Before continuing our dissection of The Jane Austen Book Club, I want to pause for a moment to give thanks: Hasn’t it felt good, these past two days, to get your readerly discontent off your chest? To vent? Like you, I was so glad to find in my interlocutor a like-minded reader.
So now let me turn the tables and broaden our discussion for a moment. Isn’t the satisfaction I feel exactly what Fowler is probing in her book—often to great effect? I don’t think this book is a good piece of fiction. But perhaps it is a brilliant piece of performance art. It’s clever of Fowler to graft the Austenite possibilities of a story about a book club onto a romance: Book clubs and romances are dear to the hearts of women, who make up the bulk of book buyers. And romances were among the first books to be marketed, which helped lead to the kind of publishing we’re familiar with today—blurbs on the back of every book, etc., and “discussion questions” for book clubs built into the books themselves.
Why book clubs? When Oprah announced that her next book would be Anna Karenina, I thought: Wow. Even Oprah won’t be able to turn that one into a best seller. But today Anna Karenina was as high as No. 4 on the Amazon sales ranking. And one excitable Oprah fan has already posted her views—midway through the novel—on Amazon. She says she “couldn’t wait”; she loves the book and was delighted by the very same thing you and I have been: Connecting with someone else about what you’re reading. Writers—the ones who are out there talking the most about reading—generally tend to privilege the solitariness of reading and to forget about its social origins. But of course reading has long been a social thing, and the way we read reflects the social as much as the private. When Jane Austen was writing Pride and Prejudice, there were no book clubs as we know them—at least as far as I know. Instead, people read aloud to one another after dinner, as does the priggish clergymen Mr. Collins to the Bennet sisters (choosing a book so dull that flighty Lydia is forced to interrupt him to gossip instead). Today, no one reads to each other after dinner, but type “book club” into Google and you’ll get 3,170,000 hits.
What does Fowler really think about all this? We haven’t talked about a key aspect of TJABC: the list of discussion questions at the end (each ostensibly posed by one of the members of the book club). Self-consciously “meta,” they’re clearly what led to the book’s being called “postmodern,” and reviewers seem to have enjoyed these as much as the book. What’s less clear to me is to what degree Fowler is sending up the very notion of books with questions from the publisherimprinted in them. Here are a few examples:
Austen’s books often leave you wondering whether all of her matches are good ideas….Do any of the matches in The Jane Austen Book Club create disquiet? [Jocelyn]In TJABC I take two falls and visit two hospitals. Did you stop to wonder how a woman who supports herself making jewelry affords health insurance? [Allegra]Like with Shakespeare, it’s hard to read Austen and know what her opinions really were about much of anything. Can the same be said of Karen Joy Fowler? [Prudie]
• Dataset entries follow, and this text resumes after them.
//! The five-digest bundle bound into an APPX signature.

use crate::domain::hash::Sha256Hash;
use crate::domain::sink::Sink;
use crate::infra::error::PackagingResult;

/// The digests required when signing an APPX file. All are SHA-256.
#[derive(Debug, Clone, Default)]
pub struct AppxDigests {
    /// Local file records, in archive order, pre-signature.
    pub axpc: Sha256Hash,
    /// The would-be central directory plus end records, pre-signature.
    pub axcd: Sha256Hash,
    /// `[Content_Types].xml`, uncompressed.
    pub axct: Sha256Hash,
    /// `AppxBlockMap.xml`, uncompressed.
    pub axbm: Sha256Hash,
    /// `AppxMetadata/CodeIntegrity.cat`, uncompressed; zero-filled when the
    /// catalog is absent.
    pub axci: Sha256Hash,
}

impl AppxDigests {
    /// Serialised size: the `APPX` magic plus five tagged digests.
    pub const ENCODED_LEN: usize = 4 + 5 * (4 + Sha256Hash::LEN);

    pub fn write<S: Sink>(&self, sink: &mut S) -> PackagingResult<()> {
        sink.write(b"APPX")?;
        sink.write(b"AXPC")?;
        sink.write(self.axpc.as_bytes())?;
        sink.write(b"AXCD")?;
        sink.write(self.axcd.as_bytes())?;
        sink.write(b"AXCT")?;
        sink.write(self.axct.as_bytes())?;
        sink.write(b"AXBM")?;
        sink.write(self.axbm.as_bytes())?;
        sink.write(b"AXCI")?;
        sink.write(self.axci.as_bytes())
    }

    /// The serialised blob handed to the signer.
    #[must_use]
    pub fn to_bytes(&self) -> Vec<u8> {
        let mut blob = Vec::with_capacity(Self::ENCODED_LEN);
        blob.extend_from_slice(b"APPX");
        for (tag, digest) in [
            (b"AXPC", &self.axpc),
            (b"AXCD", &self.axcd),
            (b"AXCT", &self.axct),
            (b"AXBM", &self.axbm),
            (b"AXCI", &self.axci),
        ] {
            blob.extend_from_slice(tag);
            blob.extend_from_slice(digest.as_bytes());
        }
        blob
    }
}

#[cfg(test)]
mod tests {
    use super::*;
    use crate::domain::sink::VectorSink;

    #[test]
    fn blob_layout() {
        let digests = AppxDigests {
            axpc: Sha256Hash([0x01; 32]),
            axcd: Sha256Hash([0x02; 32]),
            axct: Sha256Hash([0x03; 32]),
            axbm: Sha256Hash([0x04; 32]),
            axci: Sha256Hash::default(),
        };
        let blob = digests.to_bytes();
        assert_eq!(blob.len(), AppxDigests::ENCODED_LEN);
        assert_eq!(blob.len(), 184);
        assert_eq!(&blob[0..4], b"APPX");
        assert_eq!(&blob[4..8], b"AXPC");
        assert_eq!(&blob[8..40], &[0x01; 32]);
        assert_eq!(&blob[40..44], b"AXCD");
        assert_eq!(&blob[76..80], b"AXCT");
        assert_eq!(&blob[112..116], b"AXBM");
        assert_eq!(&blob[148..152], b"AXCI");
        assert_eq!(&blob[152..184], &[0u8; 32]);
    }

    #[test]
    fn write_matches_to_bytes() {
        let digests = AppxDigests {
            axpc: Sha256Hash([0xAA; 32]),
            ..AppxDigests::default()
        };
        let mut sink = VectorSink::new();
        digests.write(&mut sink).unwrap();
        assert_eq!(sink.as_slice(), digests.to_bytes().as_slice());
    }
}
//! The packaging pipeline.
//!
//! Writes payload entries (hashing every archive byte as it goes), then
//! the synthesised block map and content types, then digests the would-be
//! central directory, then signs and appends the signature entry, and
//! finally writes the real directory and ZIP64 trailer. Strictly
//! sequential; the first error aborts the archive.

use std::collections::BTreeMap;
use std::io::Write;
use std::path::PathBuf;

use crate::domain::constants::P7X_MAGIC;
use crate::domain::deflate::DeflateSink;
use crate::domain::digests::AppxDigests;
use crate::domain::sink::{Crc32Sink, FileSink, OffsetSink, Sha256Sink, Sink, VectorSink};
use crate::domain::zip::{
    write_end_of_central_directory, ZipCompressionType, ZipFileEntry,
};
use crate::infra::error::{PackagingError, PackagingResult};
use crate::services::blockmap::write_block_map_entry;
use crate::services::bundle::{write_bundle_manifest_entry, BUNDLE_MANIFEST_SUFFIX};
use crate::services::content_types::write_content_types_entry;
use crate::services::entry_writer::{
    copy_file_into, write_zip_file_entry, write_zip_file_entry_from_path,
};
use crate::services::signing::{sign_digests, SigningCredentials};
use crate::types::CompressionLevel;

/// Archive name of the optional code-integrity catalog.
const CODE_INTEGRITY_CAT: &str = "AppxMetadata/CodeIntegrity.cat";

#[derive(Debug, Clone, Copy, PartialEq, Eq)]
enum PackagingStage {
    WritingPayload,
    WritingSynth,
    DigestingDirectory,
    Signing,
    WritingDirectory,
}

impl PackagingStage {
    fn as_str(self) -> &'static str {
        match self {
            PackagingStage::WritingPayload => "writing payload",
            PackagingStage::WritingSynth => "writing synthesised entries",
            PackagingStage::DigestingDirectory => "digesting directory",
            PackagingStage::Signing => "signing",
            PackagingStage::WritingDirectory => "writing directory",
        }
    }
}

fn enter(stage: PackagingStage) {
    log::debug!("stage: {}", stage.as_str());
}

/// Creates and optionally signs an APPX (or APPXBUNDLE) archive.
///
/// `file_names` maps archive names to local filesystem paths; iteration
/// order (sorted by archive name) is the payload order. `credentials`, if
/// present, select the signing key. `compression_level` 0 stores entries,
/// anything higher deflates them.
pub fn write_appx<W: Write>(
    output: W,
    file_names: &BTreeMap<String, PathBuf>,
    credentials: Option<&SigningCredentials>,
    compression_level: CompressionLevel,
    is_bundle: bool,
) -> PackagingResult<()> {
    // Checked before any byte is written.
    if is_bundle
        && !file_names
            .keys()
            .any(|name| name.ends_with(BUNDLE_MANIFEST_SUFFIX))
    {
        return Err(PackagingError::InvalidInput(
            "bundle requires an AppxBundleManifest.xml input".to_string(),
        ));
    }

    let mut raw_sink = FileSink::new(output);
    let mut zip_offset = OffsetSink::new();
    let mut entries: Vec<ZipFileEntry> = Vec::new();
    let mut digests = AppxDigests::default();
    let mut bundle_manifest: Option<(String, PathBuf)> = None;

    // Write and hash the archive content. Every byte that lands in the
    // archive before the signature also lands in the payload digest.
    {
        let mut axpc = Sha256Sink::new();

        enter(PackagingStage::WritingPayload);
        for (archive_name, input_path) in file_names {
            if is_bundle && archive_name.ends_with(BUNDLE_MANIFEST_SUFFIX) {
                bundle_manifest = Some((archive_name.clone(), input_path.clone()));
                continue;
            }

            let offset = zip_offset.offset();
            let mut sink = (&mut raw_sink, &mut zip_offset, &mut axpc);
            let entry = if archive_name == CODE_INTEGRITY_CAT {
                let mut catalog_hash = Sha256Sink::new();
                let entry = write_zip_file_entry(
                    &mut sink,
                    offset,
                    archive_name,
                    compression_level,
                    |sink| {
                        let mut tee = (sink, &mut catalog_hash);
                        copy_file_into(input_path, &mut tee)
                    },
                )?;
                digests.axci = catalog_hash.digest();
                entry
            } else {
                write_zip_file_entry_from_path(
                    &mut sink,
                    offset,
                    input_path,
                    archive_name,
                    compression_level,
                )?
            };
            log::debug!(
                "wrote {} ({} -> {} bytes)",
                entry.file_name,
                entry.uncompressed_size,
                entry.compressed_size
            );
            entries.push(entry);
        }

        if is_bundle {
            // Known present by the check above.
            let (archive_name, input_path) = bundle_manifest.ok_or_else(|| {
                PackagingError::InvalidInput(
                    "bundle requires an AppxBundleManifest.xml input".to_string(),
                )
            })?;
            let offset = zip_offset.offset();
            let mut sink = (&mut raw_sink, &mut zip_offset, &mut axpc);
            let entry = write_bundle_manifest_entry(
                &mut sink,
                offset,
                &input_path,
                &archive_name,
                compression_level,
                &entries,
            )?;
            entries.push(entry);
        }

        enter(PackagingStage::WritingSynth);
        let caller_entry_count = entries.len();

        let offset = zip_offset.offset();
        let block_map = {
            let mut sink = (&mut raw_sink, &mut zip_offset, &mut axpc);
            write_block_map_entry(&mut sink, offset, &entries, is_bundle)?
        };
        digests.axbm = block_map.sha256.unwrap_or_default();
        entries.push(block_map);

        let offset = zip_offset.offset();
        let content_types = {
            let mut sink = (&mut raw_sink, &mut zip_offset, &mut axpc);
            write_content_types_entry(&mut sink, offset, is_bundle, &entries[..caller_entry_count])?
        };
        digests.axct = content_types.sha256.unwrap_or_default();
        entries.push(content_types);

        digests.axpc = axpc.digest();
    }

    // Hash (but do not write) the directory, pre-signature.
    enter(PackagingStage::DigestingDirectory);
    {
        let mut axcd = Sha256Sink::new();
        let mut simulated_offset = zip_offset;
        {
            let mut sink = (&mut axcd, &mut simulated_offset);
            for entry in &entries {
                entry.write_directory_entry(&mut sink)?;
            }
        }
        let directory_end = simulated_offset.offset();
        let mut sink = (&mut axcd, &mut simulated_offset);
        write_end_of_central_directory(&mut sink, directory_end, &entries)?;
        digests.axcd = axcd.digest();
    }

    // Sign and write the signature entry.
    if let Some(credentials) = credentials {
        enter(PackagingStage::Signing);
        let offset = zip_offset.offset();
        let mut sink = (&mut raw_sink, &mut zip_offset);
        let entry = write_signature_entry(&mut sink, credentials, &digests, offset)?;
        entries.push(entry);
    }

    // Write the real directory.
    enter(PackagingStage::WritingDirectory);
    {
        let mut sink = (&mut raw_sink, &mut zip_offset);
        for entry in &entries {
            entry.write_directory_entry(&mut sink)?;
        }
    }
    let directory_end = zip_offset.offset();
    {
        let mut sink = (&mut raw_sink, &mut zip_offset);
        write_end_of_central_directory(&mut sink, directory_end, &entries)?;
    }
    raw_sink.flush()?;

    log::info!(
        "archive complete: {} entries, {} bytes",
        entries.len(),
        zip_offset.offset()
    );
    Ok(())
}

/// Creates the `AppxSignature.p7x` entry. The entry is always deflated,
/// and its uncompressed body is the `PKCX` magic followed by the PKCS#7
/// DER.
fn write_signature_entry<S: Sink>(
    sink: &mut S,
    credentials: &SigningCredentials,
    digests: &AppxDigests,
    offset: u64,
) -> PackagingResult<ZipFileEntry> {
    let signature_der = sign_digests(credentials, digests)?;

    let mut compressed_body = VectorSink::new();
    let mut crc = Crc32Sink::new();
    let mut uncompressed_size = OffsetSink::new();
    {
        let mut deflate = DeflateSink::new(&mut compressed_body);
        {
            let mut body = (&mut deflate, &mut crc, &mut uncompressed_size);
            body.write(P7X_MAGIC)?;
            body.write(&signature_der)?;
        }
        deflate.finish()?;
    }

    let entry = ZipFileEntry::new(
        "AppxSignature.p7x",
        compressed_body.len() as u64,
        uncompressed_size.offset(),
        ZipCompressionType::Deflate,
        offset,
        crc.value(),
        Vec::new(),
        None,
    );
    entry.write_file_record_header(sink)?;
    sink.write(compressed_body.as_slice())?;
    Ok(entry)
}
Meanwhile, Putnam’s Web site for TJABC has a “real” set of discussion questions, the kinds that Fowler is playing off. Most are somewhat standard affairs: “What novel would you recommend to first-time readers of Austen?” But the first one is more pointed:
The author opens the novel with a quote from Jane Austen, part of which reads, “Seldom, very seldom does complete truth belong to any human disclosure.” Do you agree with this sentiment? Why do you think the author chooses to open the novel with this quote? How might this statement apply to each of the characters in the book?
Fowler wants to keep us guessing. She’s having her cake and eating it too. The questions in the real book poke fun at questions promoted by publishers eager to cater to broad swathes of the reading public. But then there are “real” questions from the publisher (authenticity here deriving not from the artist but from the producer). The whole thing is a kind of funhouse mirror.
Back to that slippery “we.” The first person plural is in part that communal readerly spirit I talk about above. But it also serves as a catalyst of moral correction, doesn’t it, Steve? Do you remember how the book begins? “Each of us has our own private Austen.” Even if she’s no Stanley Fish, Fowler means to show us that reality is slippery—and that the “we” of the communal readerly spirit in turn is an expression of how social experiences infect how we “read” everything. The narrator of this book turns out to be Bernadette—the character who has been gently mocked from the get-go as a nattering old bore. For when we finally get to her flashback, the point of view abruptly shifts to “I.” All the other flashbacks are in the third person. The point of this tricksy last minute “switch” seems, sadly, to be little more than “Don’t judge a book by its cover”: Her life, it turns out, is far more swanky—even glamorous!—than her book-club persona.
So that’s the big twist. Fowler doesn’t mean that reading in groups can obscure us, while reading privately can illuminate us, does she? In any case, Steve, this has been fun—even if I never did talk about Allegra and the problem of dangerous happy endings.